╔══

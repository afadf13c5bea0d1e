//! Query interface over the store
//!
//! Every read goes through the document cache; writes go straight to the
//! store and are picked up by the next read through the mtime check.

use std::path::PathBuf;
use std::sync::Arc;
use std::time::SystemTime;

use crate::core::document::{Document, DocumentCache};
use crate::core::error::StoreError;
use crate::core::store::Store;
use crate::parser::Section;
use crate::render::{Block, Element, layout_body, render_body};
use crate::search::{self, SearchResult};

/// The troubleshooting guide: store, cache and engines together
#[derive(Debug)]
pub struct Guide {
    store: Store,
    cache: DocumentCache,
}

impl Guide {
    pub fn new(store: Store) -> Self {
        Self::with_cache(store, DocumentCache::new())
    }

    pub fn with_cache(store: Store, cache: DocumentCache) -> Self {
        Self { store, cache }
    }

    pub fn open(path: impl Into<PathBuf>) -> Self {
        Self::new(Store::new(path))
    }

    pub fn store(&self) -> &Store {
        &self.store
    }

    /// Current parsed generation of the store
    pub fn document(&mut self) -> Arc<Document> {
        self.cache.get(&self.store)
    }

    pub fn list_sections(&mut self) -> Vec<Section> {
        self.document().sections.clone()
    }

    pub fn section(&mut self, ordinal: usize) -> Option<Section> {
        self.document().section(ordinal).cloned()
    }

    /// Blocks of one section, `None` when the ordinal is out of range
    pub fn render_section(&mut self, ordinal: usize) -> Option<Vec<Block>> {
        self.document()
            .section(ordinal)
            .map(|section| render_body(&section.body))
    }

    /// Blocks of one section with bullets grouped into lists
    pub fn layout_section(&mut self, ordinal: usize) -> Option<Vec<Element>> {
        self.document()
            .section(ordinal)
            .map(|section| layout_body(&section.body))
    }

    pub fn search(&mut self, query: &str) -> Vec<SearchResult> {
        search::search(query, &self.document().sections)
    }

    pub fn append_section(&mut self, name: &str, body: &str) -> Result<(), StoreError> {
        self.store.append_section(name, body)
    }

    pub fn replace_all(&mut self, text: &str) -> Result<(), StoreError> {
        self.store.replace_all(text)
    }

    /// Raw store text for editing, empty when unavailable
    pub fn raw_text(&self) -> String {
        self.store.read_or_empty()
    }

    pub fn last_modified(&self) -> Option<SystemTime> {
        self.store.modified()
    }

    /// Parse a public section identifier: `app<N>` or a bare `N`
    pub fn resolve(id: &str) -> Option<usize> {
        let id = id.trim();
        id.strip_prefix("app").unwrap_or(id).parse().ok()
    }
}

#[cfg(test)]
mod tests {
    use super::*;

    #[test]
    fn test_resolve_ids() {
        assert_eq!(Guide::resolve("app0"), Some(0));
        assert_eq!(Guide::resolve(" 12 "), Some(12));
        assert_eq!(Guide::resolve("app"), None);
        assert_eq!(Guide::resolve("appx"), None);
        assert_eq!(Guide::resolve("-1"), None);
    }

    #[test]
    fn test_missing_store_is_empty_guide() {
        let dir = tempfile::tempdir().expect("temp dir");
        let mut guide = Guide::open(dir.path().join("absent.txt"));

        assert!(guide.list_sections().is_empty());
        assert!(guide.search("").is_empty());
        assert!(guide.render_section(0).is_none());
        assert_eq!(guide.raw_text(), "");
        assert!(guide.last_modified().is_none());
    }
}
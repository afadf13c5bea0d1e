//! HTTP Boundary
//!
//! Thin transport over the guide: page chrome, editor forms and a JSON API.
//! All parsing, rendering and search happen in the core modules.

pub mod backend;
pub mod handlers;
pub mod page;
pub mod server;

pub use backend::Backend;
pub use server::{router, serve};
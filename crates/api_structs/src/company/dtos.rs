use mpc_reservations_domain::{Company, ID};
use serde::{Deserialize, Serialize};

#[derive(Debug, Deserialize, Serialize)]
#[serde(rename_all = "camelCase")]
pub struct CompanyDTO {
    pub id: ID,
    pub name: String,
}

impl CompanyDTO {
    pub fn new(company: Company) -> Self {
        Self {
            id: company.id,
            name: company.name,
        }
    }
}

╚══

- Assignment -
Your reply should consist of the records, duplicated exactly.

- Written response -
repository afadf13c5bea0d1e
//! Query interface over the store
//!
//! Every read goes through the document cache; writes go straight to the
//! store and are picked up by the next read through the mtime check.

use std::path::PathBuf;
use std::sync::Arc;
use std::time::SystemTime;

use crate::core::document::{Document, DocumentCache};
use crate::core::error::StoreError;
use crate::core::store::Store;
use crate::parser::Section;
use crate::render::{Block, Element, layout_body, render_body};
use crate::search::{self, SearchResult};

/// The troubleshooting guide: store, cache and engines together
#[derive(Debug)]
pub struct Guide {
    store: Store,
    cache: DocumentCache,
}

impl Guide {
    pub fn new(store: Store) -> Self {
        Self::with_cache(store, DocumentCache::new())
    }

    pub fn with_cache(store: Store, cache: DocumentCache) -> Self {
        Self { store, cache }
    }

    pub fn open(path: impl Into<PathBuf>) -> Self {
        Self::new(Store::new(path))
    }

    pub fn store(&self) -> &Store {
        &self.store
    }

    /// Current parsed generation of the store
    pub fn document(&mut self) -> Arc<Document> {
        self.cache.get(&self.store)
    }

    pub fn list_sections(&mut self) -> Vec<Section> {
        self.document().sections.clone()
    }

    pub fn section(&mut self, ordinal: usize) -> Option<Section> {
        self.document().section(ordinal).cloned()
    }

    /// Blocks of one section, `None` when the ordinal is out of range
    pub fn render_section(&mut self, ordinal: usize) -> Option<Vec<Block>> {
        self.document()
            .section(ordinal)
            .map(|section| render_body(&section.body))
    }

    /// Blocks of one section with bullets grouped into lists
    pub fn layout_section(&mut self, ordinal: usize) -> Option<Vec<Element>> {
        self.document()
            .section(ordinal)
            .map(|section| layout_body(&section.body))
    }

    pub fn search(&mut self, query: &str) -> Vec<SearchResult> {
        search::search(query, &self.document().sections)
    }

    pub fn append_section(&mut self, name: &str, body: &str) -> Result<(), StoreError> {
        self.store.append_section(name, body)
    }

    pub fn replace_all(&mut self, text: &str) -> Result<(), StoreError> {
        self.store.replace_all(text)
    }

    /// Raw store text for editing, empty when unavailable
    pub fn raw_text(&self) -> String {
        self.store.read_or_empty()
    }

    pub fn last_modified(&self) -> Option<SystemTime> {
        self.store.modified()
    }

    /// Parse a public section identifier: `app<N>` or a bare `N`
    pub fn resolve(id: &str) -> Option<usize> {
        let id = id.trim();
        id.strip_prefix("app").unwrap_or(id).parse().ok()
    }
}

#[cfg(test)]
mod tests {
    use super::*;

    #[test]
    fn test_resolve_ids() {
        assert_eq!(Guide::resolve("app0"), Some(0));
        assert_eq!(Guide::resolve(" 12 "), Some(12));
        assert_eq!(Guide::resolve("app"), None);
        assert_eq!(Guide::resolve("appx"), None);
        assert_eq!(Guide::resolve("-1"), None);
    }

    #[test]
    fn test_missing_store_is_empty_guide() {
        let dir = tempfile::tempdir().expect("temp dir");
        let mut guide = Guide::open(dir.path().join("absent.txt"));

        assert!(guide.list_sections().is_empty());
        assert!(guide.search("").is_empty());
        assert!(guide.render_section(0).is_none());
        assert_eq!(guide.raw_text(), "");
        assert!(guide.last_modified().is_none());
    }
}
repository afadf13c5bea0d1e
//! HTTP Boundary
//!
//! Thin transport over the guide: page chrome, editor forms and a JSON API.
//! All parsing, rendering and search happen in the core modules.

pub mod backend;
pub mod handlers;
pub mod page;
pub mod server;

pub use backend::Backend;
pub use server::{router, serve};
filename crates/api_structs/src/company/dtos.rs
use mpc_reservations_domain::{Company, ID};
use serde::{Deserialize, Serialize};

#[derive(Debug, Deserialize, Serialize)]
#[serde(rename_all = "camelCase")]
pub struct CompanyDTO {
    pub id: ID,
    pub name: String,
}

impl CompanyDTO {
    pub fn new(company: Company) -> Self {
        Self {
            id: company.id,
            name: company.name,
        }
    }
}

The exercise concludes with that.